Comparison of statistical values of vehicle performance parameters
The RMS value of vehicle performance parameters was used to analyze and compare the passive and active suspension, as shown in Table 2. It can be seen from the table that, under the above simulation conditions, when the controller has the optimal weight coefficients, the RMS values of vehicle performance parameters, such as vertical acceleration, dynamic load, and suspension dynamic deflection, are all improved by more than 30%. And with other optimal weight coefficients, the active suspension performance can increase in different degrees which have been verified by us.
Comparison of performance parameters of vehicle.
Conclusion
A 4-DOF active suspension model of heavy-duty truck was established. An LQG optimal controller for the active suspension was designed to improve the cargo integrity, and the AHP was used to determine the weighted index for each performance metric so that the designed controller is more scientific, rational, and universal.
Time–frequency simulation analysis was performed to evaluate the performance of the active and passive suspension systems. The results showed that the vertical acceleration of the center of gravity of the truck can be effectively reduced by the active suspension and cargo integrity can be improved. In addition, the driver comfort, handling, stability, and road friendliness were improved to some extent.

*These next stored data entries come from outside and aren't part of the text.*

//! Image inspection utilities for testing.
//!
//! Helpers for reloading written images and comparing them with the
//! in-memory results.

use image::{DynamicImage, GenericImageView, ImageError, ImageFormat, RgbaImage};
use std::path::Path;

/// Maximum per-channel difference for image comparison
pub const DEFAULT_PIXEL_DIFF: u8 = 1;

/// Load an image from a file
pub fn load_image(path: &Path) -> Result<DynamicImage, ImageError> {
    image::open(path)
}

/// Detect the encoded format of a file from its leading bytes
pub fn detect_file_format(path: &Path) -> Option<ImageFormat> {
    let bytes = std::fs::read(path).ok()?;
    image::guess_format(&bytes).ok()
}

/// Compare two images for approximate equality
///
/// # Returns
///
/// * `Ok(())` if every channel differs by at most `max_diff` (default: 1)
/// * `Err(String)` describing the first kind of mismatch otherwise
pub fn assert_images_approx_eq(
    actual: &DynamicImage,
    expected: &DynamicImage,
    max_diff: Option<u8>,
) -> Result<(), String> {
    assert_image_dimensions(actual, expected.width(), expected.height())?;

    let max_diff = max_diff.unwrap_or(DEFAULT_PIXEL_DIFF);
    let mut diff_count = 0;
    let mut max_observed_diff = 0u8;

    for (x, y, actual_pixel) in actual.pixels() {
        let expected_pixel = expected.get_pixel(x, y);
        for (a, e) in actual_pixel.0.iter().zip(expected_pixel.0.iter()) {
            let diff = a.abs_diff(*e);
            if diff > max_diff {
                diff_count += 1;
                max_observed_diff = max_observed_diff.max(diff);
            }
        }
    }

    if diff_count > 0 {
        return Err(format!(
            "Images differ in {} channels, max observed diff = {}",
            diff_count, max_observed_diff
        ));
    }

    Ok(())
}

/// Check if an image has the expected dimensions
pub fn assert_image_dimensions(
    image: &DynamicImage,
    expected_width: u32,
    expected_height: u32,
) -> Result<(), String> {
    let (actual_width, actual_height) = image.dimensions();

    if actual_width != expected_width || actual_height != expected_height {
        return Err(format!(
            "Image dimensions differ: actual = {}x{}, expected = {}x{}",
            actual_width, actual_height, expected_width, expected_height
        ));
    }

    Ok(())
}

/// Alpha values of every pixel, row-major
pub fn alpha_channel(image: &RgbaImage) -> Vec<u8> {
    image.pixels().map(|p| p.0[3]).collect()
}

#[cfg(test)]
mod tests {
    use super::*;
    use image::{ImageBuffer, Rgba};

    #[test]
    fn test_assert_image_dimensions() {
        let img = DynamicImage::new_rgb8(10, 20);

        assert!(assert_image_dimensions(&img, 10, 20).is_ok());
        assert!(assert_image_dimensions(&img, 11, 20).is_err());
        assert!(assert_image_dimensions(&img, 10, 21).is_err());
    }

    #[test]
    fn test_assert_images_approx_eq() {
        let img1 = ImageBuffer::from_fn(3, 3, |x, y| Rgba([x as u8, y as u8, 100, 255]));
        let img2 = ImageBuffer::from_fn(3, 3, |x, y| {
            let blue = if x == 1 && y == 1 { 101 } else { 100 };
            Rgba([x as u8, y as u8, blue, 255])
        });

        let dyn_img1 = DynamicImage::ImageRgba8(img1);
        let dyn_img2 = DynamicImage::ImageRgba8(img2);

        assert!(assert_images_approx_eq(&dyn_img1, &dyn_img1, None).is_ok());
        assert!(assert_images_approx_eq(&dyn_img1, &dyn_img2, None).is_ok());
        assert!(assert_images_approx_eq(&dyn_img1, &dyn_img2, Some(0)).is_err());
    }
}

The weighted indices can be adjusted to meet the requirements of different control objectives by the LQG controller according to actual needs. Thus, the controllable suspension may improve not only the road friendliness and comfort of heavy-duty trucks but also the cargo integrity, which is an important goal of future development of heavy-duty trucks.
Footnotes
Academic Editor: Teen-Hang Meen
Declaration of Conflicting Interests
The author(s) declared no potential conflicts of interest with respect to the research, authorship, and/or publication of this article.
Funding
The author(s) disclosed receipt of the following financial support for the research, authorship, and/or publication of this article: The authors would like to thank Education Department of Jiangsu Province (sponsored by Qing Lan Project), the Doctoral Fund of Ministry of Education Subject (20120092110044), and Science and Technology Department of Henan Province (sponsored by 2015 key scientific and technical problems, 152102310255).